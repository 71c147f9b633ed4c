use super::domain::{Dimension, Grade};

/// Fixed sentence for a dimension grade. D and F share the lowest template.
pub(crate) fn dimension_explanation(dimension: Dimension, grade: Grade) -> String {
    let sentence = match (dimension, grade) {
        (Dimension::Quality, Grade::A) => {
            "Exceptional materials and finishing put this piece at the top of its category."
        }
        (Dimension::Quality, Grade::B) => {
            "Good material choices deliver solid quality for everyday wear."
        }
        (Dimension::Quality, Grade::C) => {
            "Average quality: the materials are serviceable but unremarkable."
        }
        (Dimension::Quality, _) => {
            "Below-average materials suggest the quality may not hold up to the price."
        }
        (Dimension::Construction, Grade::A) => {
            "Premium construction with the craftsmanship expected from a trusted maker."
        }
        (Dimension::Construction, Grade::B) => {
            "Quality construction with reliable seams and finishing."
        }
        (Dimension::Construction, Grade::C) => {
            "Standard construction typical of mainstream retail garments."
        }
        (Dimension::Construction, _) => {
            "Basic construction; expect shortcuts in stitching and finishing."
        }
        (Dimension::Durability, Grade::A) => {
            "Built to last: expect five or more years of regular wear with proper care."
        }
        (Dimension::Durability, Grade::B) => {
            "Durable enough for three to four years of regular wear."
        }
        (Dimension::Durability, Grade::C) => {
            "Moderate durability: plan on two to three years of regular wear."
        }
        (Dimension::Durability, _) => {
            "Limited durability: likely to show wear within one to two years."
        }
        (Dimension::Ethics, Grade::A) => {
            "Positive ethical profile backed by responsible sourcing and brand practices."
        }
        (Dimension::Ethics, Grade::B) => {
            "Good ethical practices with room for further transparency."
        }
        (Dimension::Ethics, Grade::C) => {
            "Neutral ethical profile: no strong signals either way."
        }
        (Dimension::Ethics, _) => {
            "Concerning ethical signals around sourcing or labour practices."
        }
    };
    sentence.to_string()
}

pub(crate) fn overall_explanation(grade: Grade) -> String {
    let sentence = match grade {
        Grade::A => "An excellent purchase that balances quality, construction and ethics.",
        Grade::B => "A good purchase with only minor trade-offs.",
        Grade::C => "A middle-of-the-road purchase; weigh the trade-offs before buying.",
        Grade::D | Grade::F => "A weak purchase; consider better-made alternatives.",
    };
    sentence.to_string()
}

- [Brief]
Number of lines above with the word "match": supply it alone.

- [Result of this exercise]
2